= Jean-Michel Arnold =

French activist

Jean-Michel Arnold, (April 5, 1938 – September 4, 2019) was General Secretary of the Cinémathèque Française, Vice President of UNESCO's IFTC (International Council for Film Television and Audiovisual Communication), founder of the Cinéma du Réel, Director of CNRS Image/Media, General Secretary of RIAVS, and President of CAMERA.

==Early life==

Arnold was the only child of Christine Brisset, an activist known as the “Pasionaria of the Poor”. His father died around the time of his birth. At the age of 15, he left his hometown of Angers and headed for Paris.

There he was befriended by Henri Langlois, founder of the Cinémathèque Française, who became his mentor and spiritual father. At the instigation of Langlois, he went to the newly independent Algeria and helped found the Cinémathèque Nationale Algérienne, first with Ahmed Hocine and later with Boudjemaa Kareche. There he helped organise the “Rencontres des Cinémas du Monde” at the first Panafrican Cultural Festival in 1969 (the second was 40 years later in August 2009).

==Career==

===CNRS Image/Média===

In 1974 the CNRS (the French National Scientific Research Council) appointed him director of a newly formed audiovisual division “CNRSAV” (initially called Service d'étude de réalisation et de diffusion de documents audio-visuels or SERDDAV and finally simplified to “CNRS Image/Média”), which he headed until 2001 and for which he was awarded “La Medaille de Cristal” for his creativity and innovation.

Under his direction, the CNRSAV was responsible for the production of hundreds of film productions, TV programs, film expeditions, multimedia packages and seminars dedicated to science and the arts.

He created formal links with La Fémis, The French State Film School whose first President was Jean-Claude Carrière (also President of RIAVS), and with UNESCO's IFTC.

In 1977 together with Jean Rouch he founded the Cinéma du Réel.

===Rencontres Internationales de l’Audiovisuel Scientifique===

In 1976, he created the Rencontres Internationales de l’Audiovisuel Scientifique (RIAVS) an annual event lasting several weeks during which scientists, artists, moviemakers, TV producers and the public meet at the Eiffel Tower and UNESCO to celebrate “a débauche of initiatives, projections, discussions and exhibitions”.

As Kōichirō Matsuura, Director General of UNESCO, wrote: “it is a unique initiative supported by UNESCO… which brings together in one place: science, culture, communication and education.”

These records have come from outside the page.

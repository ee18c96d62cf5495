//! BLAKE2b hashing
//!
//! All digests use BLAKE2b with the output length of the target type. The
//! keyed variants use BLAKE2b's native key parameter for domain separation.

use blake2b_simd::Params;

use crate::primitives::{H128, H160, H256};

fn blake2b<const N: usize>(data: &[u8], key: &[u8]) -> [u8; N] {
    let hash = Params::new().hash_length(N).key(key).hash(data);
    let mut out = [0u8; N];
    out.copy_from_slice(hash.as_bytes());
    out
}

/// 256-bit general hash
pub fn blake256(data: &[u8]) -> H256 {
    H256(blake2b::<32>(data, &[]))
}

/// 160-bit hash (account ids, lock script hashes)
pub fn blake160(data: &[u8]) -> H160 {
    H160(blake2b::<20>(data, &[]))
}

/// 128-bit hash
pub fn blake128(data: &[u8]) -> H128 {
    H128(blake2b::<16>(data, &[]))
}

/// Keyed 256-bit hash. Keys longer than 64 bytes are not valid BLAKE2b keys.
pub fn blake256_with_key(data: &[u8], key: &[u8]) -> H256 {
    H256(blake2b::<32>(data, key))
}

pub fn blake160_with_key(data: &[u8], key: &[u8]) -> H160 {
    H160(blake2b::<20>(data, key))
}

pub fn blake128_with_key(data: &[u8], key: &[u8]) -> H128 {
    H128(blake2b::<16>(data, key))
}
//! Account and shard management actions

use serde::{Deserialize, Serialize};

use super::expect_tag;
use crate::address::PlatformAddress;
use crate::constants::action_tag;
use crate::primitives::{hex_serde, NetworkId, H512, U64};
use crate::rlp::{decode_list_with, encode_list, Decodable, Encodable, RlpError, RlpItem};

/// Decode a list of account ids as addresses on `network_id`
fn decode_addresses(item: &RlpItem, network_id: NetworkId) -> Result<Vec<PlatformAddress>, RlpError> {
    decode_list_with(item, |account| PlatformAddress::from_rlp_on(account, network_id))
}

/// Transfer CCC to another account
#[derive(Debug, Clone, PartialEq, Eq, Serialize, Deserialize)]
#[serde(rename_all = "camelCase")]
pub struct Pay {
    pub receiver: PlatformAddress,
    pub quantity: U64,
}

impl Pay {
    pub fn new(receiver: PlatformAddress, quantity: U64) -> Self {
        Self { receiver, quantity }
    }

    pub fn from_rlp_on(item: &RlpItem, network_id: NetworkId) -> Result<Self, RlpError> {
        let f = item.expect_list(3)?;
        expect_tag(&f[0], action_tag::PAY)?;
        Ok(Self::new(
            PlatformAddress::from_rlp_on(&f[1], network_id)?,
            U64::from_rlp(&f[2])?,
        ))
    }
}

impl Encodable for Pay {
    fn to_rlp(&self) -> RlpItem {
        RlpItem::list(vec![
            RlpItem::uint(u64::from(action_tag::PAY)),
            self.receiver.to_rlp(),
            self.quantity.to_rlp(),
        ])
    }
}

/// Register a secondary signing key for the sender's account
#[derive(Debug, Clone, PartialEq, Eq, Serialize, Deserialize)]
#[serde(rename_all = "camelCase")]
pub struct SetRegularKey {
    pub key: H512,
}

impl Encodable for SetRegularKey {
    fn to_rlp(&self) -> RlpItem {
        RlpItem::list(vec![
            RlpItem::uint(u64::from(action_tag::SET_REGULAR_KEY)),
            self.key.to_rlp(),
        ])
    }
}

impl Decodable for SetRegularKey {
    fn from_rlp(item: &RlpItem) -> Result<Self, RlpError> {
        let f = item.expect_list(2)?;
        expect_tag(&f[0], action_tag::SET_REGULAR_KEY)?;
        Ok(Self {
            key: H512::from_rlp(&f[1])?,
        })
    }
}

#[derive(Debug, Clone, PartialEq, Eq, Serialize, Deserialize)]
#[serde(rename_all = "camelCase")]
pub struct CreateShard {
    pub users: Vec<PlatformAddress>,
}

impl CreateShard {
    pub fn from_rlp_on(item: &RlpItem, network_id: NetworkId) -> Result<Self, RlpError> {
        let f = item.expect_list(2)?;
        expect_tag(&f[0], action_tag::CREATE_SHARD)?;
        Ok(Self {
            users: decode_addresses(&f[1], network_id)?,
        })
    }
}

impl Encodable for CreateShard {
    fn to_rlp(&self) -> RlpItem {
        RlpItem::list(vec![
            RlpItem::uint(u64::from(action_tag::CREATE_SHARD)),
            encode_list(&self.users),
        ])
    }
}

#[derive(Debug, Clone, PartialEq, Eq, Serialize, Deserialize)]
#[serde(rename_all = "camelCase")]
pub struct SetShardOwners {
    pub shard_id: u16,
    pub owners: Vec<PlatformAddress>,
}

impl SetShardOwners {
    pub fn from_rlp_on(item: &RlpItem, network_id: NetworkId) -> Result<Self, RlpError> {
        let f = item.expect_list(3)?;
        expect_tag(&f[0], action_tag::SET_SHARD_OWNERS)?;
        Ok(Self {
            shard_id: u16::from_rlp(&f[1])?,
            owners: decode_addresses(&f[2], network_id)?,
        })
    }
}

impl Encodable for SetShardOwners {
    fn to_rlp(&self) -> RlpItem {
        RlpItem::list(vec![
            RlpItem::uint(u64::from(action_tag::SET_SHARD_OWNERS)),
            self.shard_id.to_rlp(),
            encode_list(&self.owners),
        ])
    }
}

#[derive(Debug, Clone, PartialEq, Eq, Serialize, Deserialize)]
#[serde(rename_all = "camelCase")]
pub struct SetShardUsers {
    pub shard_id: u16,
    pub users: Vec<PlatformAddress>,
}

impl SetShardUsers {
    pub fn from_rlp_on(item: &RlpItem, network_id: NetworkId) -> Result<Self, RlpError> {
        let f = item.expect_list(3)?;
        expect_tag(&f[0], action_tag::SET_SHARD_USERS)?;
        Ok(Self {
            shard_id: u16::from_rlp(&f[1])?,
            users: decode_addresses(&f[2], network_id)?,
        })
    }
}

impl Encodable for SetShardUsers {
    fn to_rlp(&self) -> RlpItem {
        RlpItem::list(vec![
            RlpItem::uint(u64::from(action_tag::SET_SHARD_USERS)),
            self.shard_id.to_rlp(),
            encode_list(&self.users),
        ])
    }
}

/// Opaque payload routed to a custom action handler on the node
#[derive(Debug, Clone, PartialEq, Eq, Serialize, Deserialize)]
#[serde(rename_all = "camelCase")]
pub struct Custom {
    pub handler_id: u64,
    #[serde(with = "hex_serde::bytes")]
    pub bytes: Vec<u8>,
}

impl Encodable for Custom {
    fn to_rlp(&self) -> RlpItem {
        RlpItem::list(vec![
            RlpItem::uint(u64::from(action_tag::CUSTOM)),
            self.handler_id.to_rlp(),
            RlpItem::bytes(self.bytes.clone()),
        ])
    }
}

impl Decodable for Custom {
    fn from_rlp(item: &RlpItem) -> Result<Self, RlpError> {
        let f = item.expect_list(3)?;
        expect_tag(&f[0], action_tag::CUSTOM)?;
        Ok(Self {
            handler_id: u64::from_rlp(&f[1])?,
            bytes: f[2].as_bytes()?.to_vec(),
        })
    }
}

#[cfg(test)]
mod tests {
    use super::*;
    use crate::primitives::H160;
    use crate::transaction::Action;

    fn account(n: u8) -> PlatformAddress {
        PlatformAddress::from_account_id(NetworkId::TESTNET, H160([n; 20]))
    }

    fn roundtrip(action: Action) {
        assert_eq!(Action::decode_on(&action.rlp_bytes(), NetworkId::TESTNET).unwrap(), action);
        let json = action.to_json().unwrap();
        assert_eq!(json["type"], action.type_name());
        assert_eq!(Action::from_json(json).unwrap(), action);
    }

    #[test]
    fn test_pay_encoding() {
        let pay = Pay::new(account(0), U64::new(11));
        let mut expected = vec![0xd7, 0x02, 0x94];
        expected.extend_from_slice(&[0u8; 20]);
        expected.push(0x0b);
        assert_eq!(pay.rlp_bytes(), expected);
        roundtrip(pay.into());
    }

    #[test]
    fn test_pay_json_uses_bech32_receiver() {
        let receiver = account(4);
        let json = Action::from(Pay::new(receiver, U64::new(0x10))).to_json().unwrap();
        assert_eq!(
            json,
            serde_json::json!({"type": "pay", "receiver": receiver.to_string(), "quantity": "0x10"})
        );
        assert!(json["receiver"].as_str().unwrap().starts_with("tcc1"));
    }

    #[test]
    fn test_receiver_takes_envelope_network() {
        let bytes = Pay::new(account(4), U64::new(1)).rlp_bytes();
        let item = RlpItem::decode(&bytes).unwrap();
        let decoded = Pay::from_rlp_on(&item, NetworkId::MAINNET).unwrap();
        assert_eq!(decoded.receiver.network_id, NetworkId::MAINNET);
        assert_eq!(decoded.receiver.account_id, H160([4; 20]));
    }

    #[test]
    fn test_platform_roundtrips() {
        roundtrip(SetRegularKey { key: H512([7; 64]) }.into());
        roundtrip(CreateShard { users: vec![account(1), account(2)] }.into());
        roundtrip(SetShardOwners { shard_id: 3, owners: vec![account(1)] }.into());
        roundtrip(SetShardUsers { shard_id: u16::MAX, users: vec![] }.into());
        roundtrip(Custom { handler_id: 2, bytes: vec![0xc0, 0x01] }.into());
    }

    #[test]
    fn test_tag_mismatch_rejected() {
        let item = SetShardUsers { shard_id: 1, users: vec![] }.to_rlp();
        assert_eq!(
            SetShardOwners::from_rlp_on(&item, NetworkId::TESTNET),
            Err(RlpError::UnexpectedTag(0x06))
        );
    }

    #[test]
    fn test_custom_json_bytes_hex() {
        let json = serde_json::to_value(Action::from(Custom { handler_id: 1, bytes: vec![0xab] })).unwrap();
        assert_eq!(json, serde_json::json!({"type": "custom", "handlerId": 1, "bytes": "ab"}));
    }
}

There are special screenings of rare cinema items, Symposia (see pictures on right) and the official Festival program, some of which are detailed below:

- The International Festival of TV Science Programs

More than 300 TV production companies from 66 countries in five continents submit TV Science programs for several prizes: namely a) the Grand Prix; b) Prix Special du Jury; c) Prix pour l’Imagerie Scientifique; d) Prix Aventures et Decouvertes; e) Prix Science et Societe; f) Prix Sante; g) Prix Jeunesse; h) Prix du Magazine; and i) Mention Speciale du Jury.

The Prix Argos is a prize that is awarded each year to those websites which show originality, unpredictability and the ability to create new affinities across continents

The Prix Jules Verne is awarded each year to a TV company for their policy towards their viewing pubc as expressed by the quality of their TV programs overall.

The Prix l’Affiche du Monde is awarded each year to the best movie produced by a film school (in cooperation with CILECT) and for the best movie by a non-professional (in cooperation with UNICA)

===CAMERA===

Arnold was President of CAMERA (Conseil Audiovisuel Mondial pour les Etudes et les Réalisations sur l'Art), an organization known for promoting creativity, education and culture by means of symposia, production and awards.

CAMERA is on the executive committee of UNESCO's IFTC and, in coproduction with the French Ministère des Relations Extérieures, it produced a series of movies on “Les peintres cinéastes”.

CAMERA is most celebrated for “Le Prix CAMERA” which is awarded each year at UNESCO to
- a city
- a foundation
- a film/TV production company
- a publisher
- a museum
that has shown the most outstanding contribution to Culture and Education

As President of CAMERA, he also advised UNESCO with regard to its initiative to select "Creative Cities of Cinema"

===Cinémathèque Française===
Arnold has been associated with the Cinémathèque Française ever since his first meeting with Henri Langlois at the age of 15. He was elected General Secretary in 1981 and has been consistently re-elected since then, working closely with past Presidents, Jean Rouch, Jean-Charles Tacchella, and Claude Berri and with the current President Costa-Gavras.

===UNESCO===

Arnold was elected President of the International Council for Film Television and Audiovisual Communication (IFTC) at UNESCO in 2000 and is currently its vice President. The IFTC is UNESCO's advisory body on all matters concerned with film, television and new media. It has functioned for over 50 years as an independent NGO in official formal associate relations with UNESCO, based at UNESCO's headquarters in Paris.